impl Router {
    pub fn new(resolver: Arc<dyn DependencyResolver>) -> Self {
        Self::with_methods(resolver, &SUPPORTED_METHODS)
    }

    /// Router accepting only `methods`.
    pub fn with_methods(resolver: Arc<dyn DependencyResolver>, methods: &[Method]) -> Self {
        Self {
            collection: RouteCollection::new(methods),
            parser: RouteParser::new(),
            compiler: RouteCompiler::new(),
            dispatcher: RouteDispatcher::new(resolver),
            group_stack: Vec::new(),
            missing_route: None,
            last_match: Mutex::new(None),
        }
    }

    /// Dispatch unmatched requests to `controller` instead of failing with
    /// `NotFound`. The controller sees a `status_code` default of `404`.
    pub fn with_missing_route(mut self, controller: impl IntoControllerRef) -> Result<Self, RoutingError> {
        let route = Route::new(
            self.collection.supported_methods().to_vec(),
            "",
            controller,
            RouteOptions::new(),
        )?;
        let mut parsed = self.parser.parse(route)?;
        parsed.set_default_value(MISSING_ROUTE_STATUS_VAR, "404");
        parsed.set_id(self.collection.reserve_id());
        self.missing_route = Some(Arc::new(parsed));
        Ok(self)
    }

    pub fn get(
        &mut self,
        path: &str,
        controller: impl IntoControllerRef,
        options: RouteOptions,
    ) -> Result<Arc<ParsedRoute>, RoutingError> {
        self.multiple([Method::GET], path, controller, options)
    }

    pub fn post(
        &mut self,
        path: &str,
        controller: impl IntoControllerRef,
        options: RouteOptions,
    ) -> Result<Arc<ParsedRoute>, RoutingError> {
        self.multiple([Method::POST], path, controller, options)
    }

    pub fn put(
        &mut self,
        path: &str,
        controller: impl IntoControllerRef,
        options: RouteOptions,
    ) -> Result<Arc<ParsedRoute>, RoutingError> {
        self.multiple([Method::PUT], path, controller, options)
    }

    pub fn delete(
        &mut self,
        path: &str,
        controller: impl IntoControllerRef,
        options: RouteOptions,
    ) -> Result<Arc<ParsedRoute>, RoutingError> {
        self.multiple([Method::DELETE], path, controller, options)
    }

    pub fn head(
        &mut self,
        path: &str,
        controller: impl IntoControllerRef,
        options: RouteOptions,
    ) -> Result<Arc<ParsedRoute>, RoutingError> {
        self.multiple([Method::HEAD], path, controller, options)
    }

    pub fn options(
        &mut self,
        path: &str,
        controller: impl IntoControllerRef,
        options: RouteOptions,
    ) -> Result<Arc<ParsedRoute>, RoutingError> {
        self.multiple([Method::OPTIONS], path, controller, options)
    }

    pub fn patch(
        &mut self,
        path: &str,
        controller: impl IntoControllerRef,
        options: RouteOptions,
    ) -> Result<Arc<ParsedRoute>, RoutingError> {
        self.multiple([Method::PATCH], path, controller, options)
    }

    /// One route answering every supported method.
    pub fn any(
        &mut self,
        path: &str,
        controller: impl IntoControllerRef,
        options: RouteOptions,
    ) -> Result<Arc<ParsedRoute>, RoutingError> {
        let methods = self.collection.supported_methods().to_vec();
        self.multiple(methods, path, controller, options)
    }

    /// One route answering each of `methods`.
    pub fn multiple<I>(
        &mut self,
        methods: I,
        path: &str,
        controller: impl IntoControllerRef,
        options: RouteOptions,
    ) -> Result<Arc<ParsedRoute>, RoutingError>
    where
        I: IntoIterator<Item = Method>,
    {
        let route = Route::new(methods, path, controller, options)?;
        self.add_route(route)
    }

    /// Apply the group stack, parse, and store a route.
    pub fn add_route(&mut self, route: Route) -> Result<Arc<ParsedRoute>, RoutingError> {
        let route = apply_group_settings(&self.group_stack, route);
        let parsed = self.parser.parse(route)?;
        let parsed = self.collection.add(parsed)?;

        tracing::debug!(
            id = %parsed.id(),
            methods = ?parsed.methods(),
            path = %parsed.raw_path(),
            host = %parsed.raw_host(),
            controller = %parsed.controller(),
            "Route registered"
        );
        Ok(parsed)
    }

    /// Register routes inside a group. The options apply to everything the
    /// callback registers and are removed again however the callback exits.
    pub fn group<F>(&mut self, options: GroupOptions, callback: F) -> Result<(), RoutingError>
    where
        F: FnOnce(&mut Router) -> Result<(), RoutingError>,
    {
        let mut scope = GroupScope::enter(self, options);
        callback(&mut *scope)
    }

    /// Number of group levels currently open.
    pub fn group_depth(&self) -> usize {
        self.group_stack.len()
    }

    /// First route matching `request`, without dispatching it.
    pub fn find(&self, request: &Request) -> Option<CompiledRoute> {
        self.collection
            .get(request.method())
            .iter()
            .map(|candidate| self.compiler.compile(candidate, request))
            .find(CompiledRoute::is_match)
    }

    /// Match `request` and dispatch the first matching route.
    pub fn route(&self, request: Request) -> Result<Response, RoutingError> {
        let started = Instant::now();
        let method = request.method().clone();

        let found = self.find(&request);
        metrics::record_match_duration(started);
        if let Some(compiled) = found {
            tracing::debug!(
                route = %compiled.route().id(),
                method = %method,
                path = %request.path(),
                pattern = %compiled.route().path_pattern(),
                "Route matched"
            );
            return self.dispatch(compiled, request);
        }

        if let Some(missing) = &self.missing_route {
            tracing::debug!(method = %method, path = %request.path(), "Dispatching missing route");
            let compiled = CompiledRoute::new(missing.clone(), true, HashMap::new());
            return self.dispatch(compiled, request);
        }

        *self.last_match.lock() = None;
        metrics::record_not_found();
        tracing::warn!(method = %method, path = %request.path(), host = %request.host(), "No route matched");
        Err(RoutingError::NotFound {
            method,
            path: request.path().to_string(),
        })
    }

    fn dispatch(&self, compiled: CompiledRoute, request: Request) -> Result<Response, RoutingError> {
        let result = self.dispatcher.dispatch(&compiled, request);
        if let Err(e) = &result {
            metrics::record_dispatch_error(e.kind());
            tracing::error!(
                route = %compiled.route().id(),
                controller = %compiled.route().controller(),
                error = %e,
                "Dispatch failed"
            );
        }

        // One write: route and controller always come from the same call.
        let controller = result.as_ref().ok().and_then(|dispatched| dispatched.controller.clone());
        *self.last_match.lock() = Some(LastMatch {
            route: compiled,
            controller,
        });

        result.map(|dispatched| dispatched.response).map_err(RoutingError::from)
    }

    /// Route matched by the most recent `route` call.
    pub fn matched_route(&self) -> Option<CompiledRoute> {
        self.last_match.lock().as_ref().map(|last| last.route.clone())
    }

    /// Controller that handled the most recent `route` call.
    pub fn matched_controller(&self) -> Option<MatchedController> {
        self.last_match
            .lock()
            .as_ref()
            .and_then(|last| last.controller.clone())
    }

    pub fn collection(&self) -> &RouteCollection {
        &self.collection
    }

    pub fn dispatcher(&self) -> &RouteDispatcher {
        &self.dispatcher
    }

    pub fn url_generator(&self) -> UrlGenerator<'_> {
        UrlGenerator::new(&self.collection)
    }
}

####################

### WORK INSTRUCTIONS:
Show every line above where "find" is found.

### YOUR SOLUTION:
    pub fn find(&self, request: &Request) -> Option<CompiledRoute> {
            .find(CompiledRoute::is_match)
        let found = self.find(&request);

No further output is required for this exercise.